### [Provided entries]
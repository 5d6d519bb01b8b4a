//! Session Authentication
//!
//! Login-gated access for the prediction front end:
//! - Configured credential check
//! - HMAC-SHA256 signed session tokens with expiry
//! - Revocation at logout
//! - Request-scoped authentication context

mod credentials;
mod token;

pub use credentials::Credentials;
pub use token::{AuthContext, IssuedSession, SessionManager};

use thiserror::Error;
use tracing::info;

/// Message shown when a login attempt fails
pub const INVALID_CREDENTIALS_MESSAGE: &str = "Invalid credentials. Please try again.";

/// Authentication error types
#[derive(Error, Debug, Clone, PartialEq, Eq)]
pub enum AuthError {
    #[error("Invalid credentials. Please try again.")]
    InvalidCredentials,

    #[error("Malformed session token")]
    MalformedToken,

    #[error("Session token signature mismatch")]
    BadSignature,

    #[error("Session expired")]
    Expired,

    #[error("Session has been logged out")]
    Revoked,

    #[error("Invalid session configuration: {0}")]
    Config(String),

    #[error("Session store error: {0}")]
    Store(String),
}

/// Authentication module: credentials plus the session manager
pub struct AuthModule {
    credentials: Credentials,
    sessions: SessionManager,
}

impl AuthModule {
    /// Create new auth module
    pub fn new(credentials: Credentials, sessions: SessionManager) -> Self {
        Self { credentials, sessions }
    }

    /// Check a login attempt and issue a session on success
    pub fn authenticate(&self, username: &str, password: &str) -> Result<IssuedSession, AuthError> {
        if !self.credentials.matches(username, password) {
            info!("Rejected login attempt for user '{}'", username);
            return Err(AuthError::InvalidCredentials);
        }

        let issued = self.sessions.issue(username)?;
        info!(
            "User '{}' logged in (session {})",
            username, issued.context.session_id
        );
        Ok(issued)
    }

    /// Resolve a presented token into an authentication context
    pub fn verify(&self, token: &str) -> Result<AuthContext, AuthError> {
        self.sessions.verify(token)
    }

    /// Invalidate a session
    pub fn logout(&self, context: &AuthContext) -> Result<(), AuthError> {
        self.sessions.revoke(context)?;
        info!("User '{}' logged out (session {})", context.username, context.session_id);
        Ok(())
    }

    pub fn sessions(&self) -> &SessionManager {
        &self.sessions
    }
}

### [What you have to do]
From the preceding material, extract every line exactly.

### [Reply]
repository 5d6d519bb01b8b4a
//! Session Authentication
//!
//! Login-gated access for the prediction front end:
//! - Configured credential check
//! - HMAC-SHA256 signed session tokens with expiry
//! - Revocation at logout
//! - Request-scoped authentication context

mod credentials;
mod token;

pub use credentials::Credentials;
pub use token::{AuthContext, IssuedSession, SessionManager};

use thiserror::Error;
use tracing::info;

/// Message shown when a login attempt fails
pub const INVALID_CREDENTIALS_MESSAGE: &str = "Invalid credentials. Please try again.";

/// Authentication error types
#[derive(Error, Debug, Clone, PartialEq, Eq)]
pub enum AuthError {
    #[error("Invalid credentials. Please try again.")]
    InvalidCredentials,

    #[error("Malformed session token")]
    MalformedToken,

    #[error("Session token signature mismatch")]
    BadSignature,

    #[error("Session expired")]
    Expired,

    #[error("Session has been logged out")]
    Revoked,

    #[error("Invalid session configuration: {0}")]
    Config(String),

    #[error("Session store error: {0}")]
    Store(String),
}

/// Authentication module: credentials plus the session manager
pub struct AuthModule {
    credentials: Credentials,
    sessions: SessionManager,
}

impl AuthModule {
    /// Create new auth module
    pub fn new(credentials: Credentials, sessions: SessionManager) -> Self {
        Self { credentials, sessions }
    }

    /// Check a login attempt and issue a session on success
    pub fn authenticate(&self, username: &str, password: &str) -> Result<IssuedSession, AuthError> {
        if !self.credentials.matches(username, password) {
            info!("Rejected login attempt for user '{}'", username);
            return Err(AuthError::InvalidCredentials);
        }

        let issued = self.sessions.issue(username)?;
        info!(
            "User '{}' logged in (session {})",
            username, issued.context.session_id
        );
        Ok(issued)
    }

    /// Resolve a presented token into an authentication context
    pub fn verify(&self, token: &str) -> Result<AuthContext, AuthError> {
        self.sessions.verify(token)
    }

    /// Invalidate a session
    pub fn logout(&self, context: &AuthContext) -> Result<(), AuthError> {
        self.sessions.revoke(context)?;
        info!("User '{}' logged out (session {})", context.username, context.session_id);
        Ok(())
    }

    pub fn sessions(&self) -> &SessionManager {
        &self.sessions
    }
}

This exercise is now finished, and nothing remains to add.